TASK DIRECTIONS => From the line that contains "fn probe_query(&self, object_name: &str) -> String;" through the line that contains "on the object.", output every line of the listing below exactly and leave out all the rest.
*** Opening EXERCISE DATA ***
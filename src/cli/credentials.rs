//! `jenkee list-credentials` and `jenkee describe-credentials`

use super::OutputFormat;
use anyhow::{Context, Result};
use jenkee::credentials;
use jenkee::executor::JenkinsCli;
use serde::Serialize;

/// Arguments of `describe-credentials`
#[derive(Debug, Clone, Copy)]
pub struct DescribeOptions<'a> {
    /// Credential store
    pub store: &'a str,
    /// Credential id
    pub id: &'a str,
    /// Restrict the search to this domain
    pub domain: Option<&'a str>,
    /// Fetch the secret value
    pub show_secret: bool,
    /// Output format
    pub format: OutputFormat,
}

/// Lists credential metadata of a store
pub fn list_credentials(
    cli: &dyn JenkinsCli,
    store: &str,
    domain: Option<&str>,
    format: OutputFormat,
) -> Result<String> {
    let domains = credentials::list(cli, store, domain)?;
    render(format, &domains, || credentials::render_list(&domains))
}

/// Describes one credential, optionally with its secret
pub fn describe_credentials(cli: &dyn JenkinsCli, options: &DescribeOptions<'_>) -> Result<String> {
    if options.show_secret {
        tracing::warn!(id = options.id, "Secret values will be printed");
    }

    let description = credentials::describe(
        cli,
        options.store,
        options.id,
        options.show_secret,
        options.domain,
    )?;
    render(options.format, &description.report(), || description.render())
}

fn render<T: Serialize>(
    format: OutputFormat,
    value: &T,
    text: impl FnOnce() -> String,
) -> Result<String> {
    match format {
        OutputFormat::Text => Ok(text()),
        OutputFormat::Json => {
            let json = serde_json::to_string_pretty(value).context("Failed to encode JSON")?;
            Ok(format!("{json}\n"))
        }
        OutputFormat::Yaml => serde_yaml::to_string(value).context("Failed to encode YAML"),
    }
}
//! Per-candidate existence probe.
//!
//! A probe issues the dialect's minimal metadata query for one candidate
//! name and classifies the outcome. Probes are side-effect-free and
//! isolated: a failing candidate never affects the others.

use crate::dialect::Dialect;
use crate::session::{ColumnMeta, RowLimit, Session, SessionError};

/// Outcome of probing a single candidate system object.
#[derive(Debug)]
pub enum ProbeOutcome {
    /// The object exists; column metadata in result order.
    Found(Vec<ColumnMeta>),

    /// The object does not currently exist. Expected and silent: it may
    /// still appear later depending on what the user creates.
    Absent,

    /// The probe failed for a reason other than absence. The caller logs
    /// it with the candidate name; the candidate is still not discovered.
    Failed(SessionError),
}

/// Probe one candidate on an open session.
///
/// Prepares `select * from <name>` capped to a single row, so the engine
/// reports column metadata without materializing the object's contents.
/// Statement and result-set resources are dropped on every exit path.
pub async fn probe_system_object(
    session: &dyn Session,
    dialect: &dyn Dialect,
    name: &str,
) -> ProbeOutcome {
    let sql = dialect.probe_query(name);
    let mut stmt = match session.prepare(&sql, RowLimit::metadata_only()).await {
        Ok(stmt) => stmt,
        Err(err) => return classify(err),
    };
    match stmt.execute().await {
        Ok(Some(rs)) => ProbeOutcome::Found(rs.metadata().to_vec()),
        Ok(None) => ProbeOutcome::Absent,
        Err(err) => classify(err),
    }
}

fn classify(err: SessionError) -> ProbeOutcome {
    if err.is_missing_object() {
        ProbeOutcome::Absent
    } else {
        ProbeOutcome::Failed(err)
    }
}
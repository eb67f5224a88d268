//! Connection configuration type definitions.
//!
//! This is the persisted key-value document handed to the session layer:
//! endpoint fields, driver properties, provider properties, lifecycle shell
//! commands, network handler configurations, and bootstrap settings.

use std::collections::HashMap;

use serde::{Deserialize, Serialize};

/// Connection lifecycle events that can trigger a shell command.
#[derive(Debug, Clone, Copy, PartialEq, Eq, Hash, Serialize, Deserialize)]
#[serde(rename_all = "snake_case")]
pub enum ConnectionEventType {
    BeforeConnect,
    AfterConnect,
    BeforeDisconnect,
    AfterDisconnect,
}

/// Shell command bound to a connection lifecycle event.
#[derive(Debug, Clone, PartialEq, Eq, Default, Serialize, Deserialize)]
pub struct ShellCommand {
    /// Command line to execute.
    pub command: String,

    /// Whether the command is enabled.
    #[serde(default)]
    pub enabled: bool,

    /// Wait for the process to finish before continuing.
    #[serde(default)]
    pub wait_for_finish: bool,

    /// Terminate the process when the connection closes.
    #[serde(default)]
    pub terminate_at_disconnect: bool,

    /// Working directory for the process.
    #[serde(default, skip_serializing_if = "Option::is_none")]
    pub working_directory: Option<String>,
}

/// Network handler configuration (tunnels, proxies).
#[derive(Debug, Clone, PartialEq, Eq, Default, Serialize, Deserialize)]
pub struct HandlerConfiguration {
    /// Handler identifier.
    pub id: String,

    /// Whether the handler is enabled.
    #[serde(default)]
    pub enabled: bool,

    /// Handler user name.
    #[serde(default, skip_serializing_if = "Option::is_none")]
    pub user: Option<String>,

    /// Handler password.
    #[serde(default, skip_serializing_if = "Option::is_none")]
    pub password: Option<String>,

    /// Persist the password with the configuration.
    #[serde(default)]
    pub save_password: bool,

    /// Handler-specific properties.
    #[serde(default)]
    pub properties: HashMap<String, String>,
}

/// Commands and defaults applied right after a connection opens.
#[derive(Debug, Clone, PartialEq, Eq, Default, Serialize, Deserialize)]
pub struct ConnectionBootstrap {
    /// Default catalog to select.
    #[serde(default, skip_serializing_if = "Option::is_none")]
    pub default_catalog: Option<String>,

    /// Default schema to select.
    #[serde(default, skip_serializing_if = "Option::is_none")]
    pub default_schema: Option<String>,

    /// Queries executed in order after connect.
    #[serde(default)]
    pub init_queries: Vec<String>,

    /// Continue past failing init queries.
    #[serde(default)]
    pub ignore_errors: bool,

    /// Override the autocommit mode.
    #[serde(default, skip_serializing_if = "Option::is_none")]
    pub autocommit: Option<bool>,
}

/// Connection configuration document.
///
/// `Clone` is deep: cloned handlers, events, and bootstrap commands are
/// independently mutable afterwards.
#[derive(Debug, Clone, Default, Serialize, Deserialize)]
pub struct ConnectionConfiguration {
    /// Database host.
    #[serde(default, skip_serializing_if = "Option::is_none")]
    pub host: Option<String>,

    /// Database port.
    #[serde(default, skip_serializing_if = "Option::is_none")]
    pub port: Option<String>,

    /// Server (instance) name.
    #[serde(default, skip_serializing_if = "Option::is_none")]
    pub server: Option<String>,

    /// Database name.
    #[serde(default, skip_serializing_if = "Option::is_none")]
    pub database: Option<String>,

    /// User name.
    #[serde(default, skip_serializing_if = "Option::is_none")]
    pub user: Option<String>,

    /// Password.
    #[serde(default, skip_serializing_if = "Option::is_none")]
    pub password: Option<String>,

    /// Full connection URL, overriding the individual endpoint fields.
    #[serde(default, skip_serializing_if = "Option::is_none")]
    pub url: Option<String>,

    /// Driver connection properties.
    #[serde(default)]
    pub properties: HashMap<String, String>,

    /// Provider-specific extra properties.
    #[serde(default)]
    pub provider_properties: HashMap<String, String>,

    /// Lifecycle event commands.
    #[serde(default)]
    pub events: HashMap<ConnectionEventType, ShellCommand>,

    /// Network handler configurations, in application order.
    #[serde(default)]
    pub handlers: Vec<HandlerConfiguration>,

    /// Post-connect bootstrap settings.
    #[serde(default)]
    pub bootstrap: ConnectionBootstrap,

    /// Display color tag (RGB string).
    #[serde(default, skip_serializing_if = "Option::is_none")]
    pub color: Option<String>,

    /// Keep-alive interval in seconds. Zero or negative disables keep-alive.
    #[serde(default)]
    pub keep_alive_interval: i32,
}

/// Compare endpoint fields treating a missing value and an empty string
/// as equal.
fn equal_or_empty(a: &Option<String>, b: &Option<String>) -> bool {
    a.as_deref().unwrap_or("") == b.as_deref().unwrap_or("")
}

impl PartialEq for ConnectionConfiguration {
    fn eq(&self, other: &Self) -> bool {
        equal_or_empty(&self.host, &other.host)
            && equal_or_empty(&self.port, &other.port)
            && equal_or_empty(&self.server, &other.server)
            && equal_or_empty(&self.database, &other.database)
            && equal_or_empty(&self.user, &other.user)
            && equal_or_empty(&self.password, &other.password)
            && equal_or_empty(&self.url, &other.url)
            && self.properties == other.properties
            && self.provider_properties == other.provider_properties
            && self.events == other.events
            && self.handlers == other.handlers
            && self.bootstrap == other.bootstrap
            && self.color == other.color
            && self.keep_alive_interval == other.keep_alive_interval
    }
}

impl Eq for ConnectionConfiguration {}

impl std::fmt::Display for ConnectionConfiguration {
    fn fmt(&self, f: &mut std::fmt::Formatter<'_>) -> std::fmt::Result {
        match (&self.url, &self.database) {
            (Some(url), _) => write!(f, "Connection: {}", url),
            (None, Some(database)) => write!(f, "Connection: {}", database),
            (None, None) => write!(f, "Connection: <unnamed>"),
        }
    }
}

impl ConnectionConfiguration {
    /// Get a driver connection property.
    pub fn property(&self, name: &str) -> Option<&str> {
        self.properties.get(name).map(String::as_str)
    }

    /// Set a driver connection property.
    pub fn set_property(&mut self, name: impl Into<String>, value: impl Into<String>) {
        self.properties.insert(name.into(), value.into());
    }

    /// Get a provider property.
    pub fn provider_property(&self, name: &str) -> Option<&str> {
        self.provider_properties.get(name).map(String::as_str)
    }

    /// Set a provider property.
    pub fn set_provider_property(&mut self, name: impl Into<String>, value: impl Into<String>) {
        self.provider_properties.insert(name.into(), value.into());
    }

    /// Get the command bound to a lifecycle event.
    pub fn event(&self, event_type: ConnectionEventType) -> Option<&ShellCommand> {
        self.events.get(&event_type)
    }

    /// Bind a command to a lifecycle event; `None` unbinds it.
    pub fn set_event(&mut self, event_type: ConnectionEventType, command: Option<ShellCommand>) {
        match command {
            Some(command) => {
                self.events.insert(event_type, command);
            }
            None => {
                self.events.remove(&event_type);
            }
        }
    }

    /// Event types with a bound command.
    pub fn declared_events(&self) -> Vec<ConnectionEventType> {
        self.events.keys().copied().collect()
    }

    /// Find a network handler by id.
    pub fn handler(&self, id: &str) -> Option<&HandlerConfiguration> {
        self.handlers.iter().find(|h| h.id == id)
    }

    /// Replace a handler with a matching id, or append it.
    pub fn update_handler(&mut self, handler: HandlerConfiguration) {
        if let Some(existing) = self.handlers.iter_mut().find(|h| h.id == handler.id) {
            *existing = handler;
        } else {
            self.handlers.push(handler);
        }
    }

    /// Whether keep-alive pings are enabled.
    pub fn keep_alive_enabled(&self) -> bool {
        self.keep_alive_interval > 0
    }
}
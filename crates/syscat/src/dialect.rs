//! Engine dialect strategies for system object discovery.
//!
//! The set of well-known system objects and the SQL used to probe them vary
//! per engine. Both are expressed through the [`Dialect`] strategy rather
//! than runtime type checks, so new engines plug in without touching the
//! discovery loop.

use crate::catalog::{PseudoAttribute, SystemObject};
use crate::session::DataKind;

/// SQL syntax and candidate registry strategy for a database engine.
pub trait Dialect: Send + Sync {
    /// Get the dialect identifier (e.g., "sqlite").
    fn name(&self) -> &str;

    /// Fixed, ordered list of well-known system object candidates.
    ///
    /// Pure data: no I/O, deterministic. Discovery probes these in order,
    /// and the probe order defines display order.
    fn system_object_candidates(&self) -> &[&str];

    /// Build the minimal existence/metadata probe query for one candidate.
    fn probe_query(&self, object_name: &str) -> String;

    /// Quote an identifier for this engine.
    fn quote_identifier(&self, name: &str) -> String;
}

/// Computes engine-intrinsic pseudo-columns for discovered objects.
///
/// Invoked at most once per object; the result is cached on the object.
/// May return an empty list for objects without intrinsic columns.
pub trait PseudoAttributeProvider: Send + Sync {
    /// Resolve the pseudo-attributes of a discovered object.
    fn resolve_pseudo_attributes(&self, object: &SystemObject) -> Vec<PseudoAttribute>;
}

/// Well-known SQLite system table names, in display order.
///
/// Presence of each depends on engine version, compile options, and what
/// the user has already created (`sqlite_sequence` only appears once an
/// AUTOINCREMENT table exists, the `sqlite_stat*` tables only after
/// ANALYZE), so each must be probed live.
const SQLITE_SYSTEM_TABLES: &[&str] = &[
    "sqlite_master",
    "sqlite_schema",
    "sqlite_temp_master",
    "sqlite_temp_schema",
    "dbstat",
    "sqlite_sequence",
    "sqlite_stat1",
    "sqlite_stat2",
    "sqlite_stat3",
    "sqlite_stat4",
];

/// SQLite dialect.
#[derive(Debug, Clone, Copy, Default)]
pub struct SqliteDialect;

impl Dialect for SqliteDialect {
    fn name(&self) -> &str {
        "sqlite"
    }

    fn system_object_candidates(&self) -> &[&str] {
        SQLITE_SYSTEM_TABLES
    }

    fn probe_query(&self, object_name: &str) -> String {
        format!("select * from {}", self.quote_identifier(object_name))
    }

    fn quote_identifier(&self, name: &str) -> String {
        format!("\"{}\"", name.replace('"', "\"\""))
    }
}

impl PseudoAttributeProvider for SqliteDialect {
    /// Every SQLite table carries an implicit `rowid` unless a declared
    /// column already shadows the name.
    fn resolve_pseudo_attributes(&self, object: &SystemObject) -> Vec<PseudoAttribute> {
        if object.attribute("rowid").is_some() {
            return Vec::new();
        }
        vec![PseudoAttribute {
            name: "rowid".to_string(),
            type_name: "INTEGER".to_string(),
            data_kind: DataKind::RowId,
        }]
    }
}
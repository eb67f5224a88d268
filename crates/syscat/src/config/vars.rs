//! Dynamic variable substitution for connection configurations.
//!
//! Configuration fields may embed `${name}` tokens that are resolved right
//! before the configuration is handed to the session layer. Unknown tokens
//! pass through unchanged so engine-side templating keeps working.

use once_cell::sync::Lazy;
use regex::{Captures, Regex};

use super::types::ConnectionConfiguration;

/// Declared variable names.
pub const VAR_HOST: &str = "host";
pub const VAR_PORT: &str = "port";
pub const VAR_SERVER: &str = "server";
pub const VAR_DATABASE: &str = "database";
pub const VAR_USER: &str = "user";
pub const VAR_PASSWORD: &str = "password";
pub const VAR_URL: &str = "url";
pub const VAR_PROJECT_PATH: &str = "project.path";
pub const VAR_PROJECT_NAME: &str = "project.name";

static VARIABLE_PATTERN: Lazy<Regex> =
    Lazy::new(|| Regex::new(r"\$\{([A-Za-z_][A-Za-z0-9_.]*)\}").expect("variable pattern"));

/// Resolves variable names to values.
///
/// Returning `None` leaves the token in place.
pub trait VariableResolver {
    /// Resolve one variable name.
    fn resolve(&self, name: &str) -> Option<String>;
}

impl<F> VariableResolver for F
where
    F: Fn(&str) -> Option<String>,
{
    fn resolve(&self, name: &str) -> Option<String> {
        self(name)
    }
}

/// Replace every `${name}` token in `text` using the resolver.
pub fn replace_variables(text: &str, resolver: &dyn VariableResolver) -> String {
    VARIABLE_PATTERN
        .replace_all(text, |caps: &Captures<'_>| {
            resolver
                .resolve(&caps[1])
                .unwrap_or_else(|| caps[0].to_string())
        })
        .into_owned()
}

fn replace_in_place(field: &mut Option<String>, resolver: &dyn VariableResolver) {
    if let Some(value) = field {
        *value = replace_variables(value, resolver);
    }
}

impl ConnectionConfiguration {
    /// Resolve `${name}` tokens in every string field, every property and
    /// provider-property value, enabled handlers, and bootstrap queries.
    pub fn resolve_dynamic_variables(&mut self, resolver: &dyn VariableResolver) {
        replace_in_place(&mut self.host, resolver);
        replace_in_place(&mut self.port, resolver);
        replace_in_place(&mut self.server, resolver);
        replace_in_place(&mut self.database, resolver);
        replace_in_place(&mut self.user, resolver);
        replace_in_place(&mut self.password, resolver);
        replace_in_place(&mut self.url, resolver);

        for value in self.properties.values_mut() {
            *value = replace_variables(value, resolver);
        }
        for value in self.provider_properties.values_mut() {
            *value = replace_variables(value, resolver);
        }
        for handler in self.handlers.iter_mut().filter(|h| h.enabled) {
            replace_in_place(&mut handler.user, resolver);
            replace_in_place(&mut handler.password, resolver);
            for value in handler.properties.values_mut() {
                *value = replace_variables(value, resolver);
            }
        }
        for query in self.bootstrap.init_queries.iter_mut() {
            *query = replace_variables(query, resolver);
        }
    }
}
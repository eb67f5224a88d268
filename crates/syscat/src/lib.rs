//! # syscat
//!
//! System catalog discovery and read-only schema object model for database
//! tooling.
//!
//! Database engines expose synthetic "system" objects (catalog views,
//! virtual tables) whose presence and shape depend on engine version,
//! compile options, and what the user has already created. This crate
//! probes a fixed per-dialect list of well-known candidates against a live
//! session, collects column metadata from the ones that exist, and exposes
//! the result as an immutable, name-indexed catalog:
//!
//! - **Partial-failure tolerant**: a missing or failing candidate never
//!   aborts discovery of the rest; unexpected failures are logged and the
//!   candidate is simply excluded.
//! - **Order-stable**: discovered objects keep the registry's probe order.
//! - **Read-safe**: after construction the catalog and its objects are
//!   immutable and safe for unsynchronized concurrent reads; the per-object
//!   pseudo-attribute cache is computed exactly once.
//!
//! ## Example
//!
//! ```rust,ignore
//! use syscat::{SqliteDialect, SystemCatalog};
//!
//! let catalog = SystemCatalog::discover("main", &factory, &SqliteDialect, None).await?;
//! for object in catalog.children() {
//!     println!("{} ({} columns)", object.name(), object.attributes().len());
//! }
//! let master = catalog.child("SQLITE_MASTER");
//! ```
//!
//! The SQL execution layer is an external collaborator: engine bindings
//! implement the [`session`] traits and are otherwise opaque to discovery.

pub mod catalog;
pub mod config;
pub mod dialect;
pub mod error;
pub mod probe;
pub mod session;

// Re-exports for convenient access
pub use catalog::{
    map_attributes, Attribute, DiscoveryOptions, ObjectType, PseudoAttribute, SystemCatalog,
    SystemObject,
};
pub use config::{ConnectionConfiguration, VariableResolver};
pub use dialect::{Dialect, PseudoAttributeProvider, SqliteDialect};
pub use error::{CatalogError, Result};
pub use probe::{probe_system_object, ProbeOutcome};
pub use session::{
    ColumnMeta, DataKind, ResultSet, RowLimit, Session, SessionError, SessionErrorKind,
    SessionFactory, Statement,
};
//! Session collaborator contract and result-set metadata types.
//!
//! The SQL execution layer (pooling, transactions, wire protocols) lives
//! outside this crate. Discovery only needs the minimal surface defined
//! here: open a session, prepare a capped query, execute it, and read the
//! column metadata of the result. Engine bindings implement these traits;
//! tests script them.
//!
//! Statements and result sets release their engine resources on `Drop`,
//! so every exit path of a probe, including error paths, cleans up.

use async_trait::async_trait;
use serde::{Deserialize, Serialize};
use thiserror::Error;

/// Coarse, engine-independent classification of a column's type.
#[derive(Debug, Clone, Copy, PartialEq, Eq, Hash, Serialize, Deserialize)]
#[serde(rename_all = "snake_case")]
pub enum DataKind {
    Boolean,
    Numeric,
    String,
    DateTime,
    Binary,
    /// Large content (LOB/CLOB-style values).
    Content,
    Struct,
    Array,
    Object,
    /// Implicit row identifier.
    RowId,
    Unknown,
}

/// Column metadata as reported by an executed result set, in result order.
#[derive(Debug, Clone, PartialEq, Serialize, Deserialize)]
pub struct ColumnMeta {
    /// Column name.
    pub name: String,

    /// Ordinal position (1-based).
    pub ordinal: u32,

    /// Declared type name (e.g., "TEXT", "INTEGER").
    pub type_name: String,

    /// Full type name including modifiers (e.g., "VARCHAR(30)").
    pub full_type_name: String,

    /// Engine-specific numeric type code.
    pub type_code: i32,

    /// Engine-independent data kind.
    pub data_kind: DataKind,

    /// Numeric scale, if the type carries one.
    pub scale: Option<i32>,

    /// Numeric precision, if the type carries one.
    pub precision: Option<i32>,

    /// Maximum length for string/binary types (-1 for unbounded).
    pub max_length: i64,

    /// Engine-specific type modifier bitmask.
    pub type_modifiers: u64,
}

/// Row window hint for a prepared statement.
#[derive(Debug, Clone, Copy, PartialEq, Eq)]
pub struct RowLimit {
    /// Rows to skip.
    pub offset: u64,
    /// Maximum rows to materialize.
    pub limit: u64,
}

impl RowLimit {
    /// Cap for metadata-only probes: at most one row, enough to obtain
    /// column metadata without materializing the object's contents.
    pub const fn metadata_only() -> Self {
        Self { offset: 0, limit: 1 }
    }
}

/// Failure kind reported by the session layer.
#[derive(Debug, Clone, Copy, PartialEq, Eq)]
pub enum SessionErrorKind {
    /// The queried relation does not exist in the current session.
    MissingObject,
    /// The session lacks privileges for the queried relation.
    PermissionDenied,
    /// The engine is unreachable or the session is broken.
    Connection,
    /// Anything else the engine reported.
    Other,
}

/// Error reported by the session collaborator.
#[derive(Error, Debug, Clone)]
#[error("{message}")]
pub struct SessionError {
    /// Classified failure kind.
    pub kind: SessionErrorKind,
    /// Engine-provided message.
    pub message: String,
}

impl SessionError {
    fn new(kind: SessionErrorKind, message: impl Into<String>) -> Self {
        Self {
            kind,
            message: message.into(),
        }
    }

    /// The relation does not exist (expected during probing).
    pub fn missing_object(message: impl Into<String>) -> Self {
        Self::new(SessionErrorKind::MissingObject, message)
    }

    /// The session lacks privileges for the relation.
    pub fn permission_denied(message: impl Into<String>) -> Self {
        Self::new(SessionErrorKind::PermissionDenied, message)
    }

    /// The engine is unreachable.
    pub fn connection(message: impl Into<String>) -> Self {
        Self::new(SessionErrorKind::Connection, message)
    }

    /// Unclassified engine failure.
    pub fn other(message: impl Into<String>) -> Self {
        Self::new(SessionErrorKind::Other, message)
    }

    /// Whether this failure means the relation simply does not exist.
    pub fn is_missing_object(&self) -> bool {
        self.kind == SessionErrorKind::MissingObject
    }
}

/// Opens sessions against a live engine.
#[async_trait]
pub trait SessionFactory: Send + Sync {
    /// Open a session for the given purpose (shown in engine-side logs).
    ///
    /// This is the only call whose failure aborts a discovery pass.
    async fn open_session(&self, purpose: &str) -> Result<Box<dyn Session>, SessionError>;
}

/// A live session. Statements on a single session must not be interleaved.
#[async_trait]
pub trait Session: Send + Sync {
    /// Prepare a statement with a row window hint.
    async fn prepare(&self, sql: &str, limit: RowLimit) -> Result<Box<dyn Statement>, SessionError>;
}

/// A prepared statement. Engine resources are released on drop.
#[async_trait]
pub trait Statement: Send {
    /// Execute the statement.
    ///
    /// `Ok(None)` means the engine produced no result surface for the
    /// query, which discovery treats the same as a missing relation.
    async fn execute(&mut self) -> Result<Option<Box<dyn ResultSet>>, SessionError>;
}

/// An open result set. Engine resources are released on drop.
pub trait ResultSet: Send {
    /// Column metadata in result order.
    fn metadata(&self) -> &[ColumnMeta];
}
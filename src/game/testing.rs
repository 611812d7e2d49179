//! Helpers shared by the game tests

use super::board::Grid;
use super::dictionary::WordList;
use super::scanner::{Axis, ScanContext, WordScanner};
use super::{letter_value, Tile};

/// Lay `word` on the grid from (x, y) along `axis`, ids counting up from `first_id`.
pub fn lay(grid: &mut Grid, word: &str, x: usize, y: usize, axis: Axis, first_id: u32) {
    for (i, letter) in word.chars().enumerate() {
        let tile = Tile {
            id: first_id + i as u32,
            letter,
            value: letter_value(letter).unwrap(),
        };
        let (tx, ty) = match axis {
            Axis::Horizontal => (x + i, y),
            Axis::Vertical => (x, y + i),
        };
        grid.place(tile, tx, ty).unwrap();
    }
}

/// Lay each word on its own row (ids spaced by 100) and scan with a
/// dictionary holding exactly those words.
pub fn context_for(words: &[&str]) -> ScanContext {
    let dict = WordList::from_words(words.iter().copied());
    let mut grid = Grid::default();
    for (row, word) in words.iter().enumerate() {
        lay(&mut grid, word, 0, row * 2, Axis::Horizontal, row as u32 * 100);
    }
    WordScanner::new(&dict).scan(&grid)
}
*** Closing EXERCISE DATA ***
SOLUTION FOR THIS TASK =>
    fn probe_query(&self, object_name: &str) -> String;

    /// Quote an identifier for this engine.
    fn quote_identifier(&self, name: &str) -> String;
}

/// Computes engine-intrinsic pseudo-columns for discovered objects.
///
/// Invoked at most once per object; the result is cached on the object.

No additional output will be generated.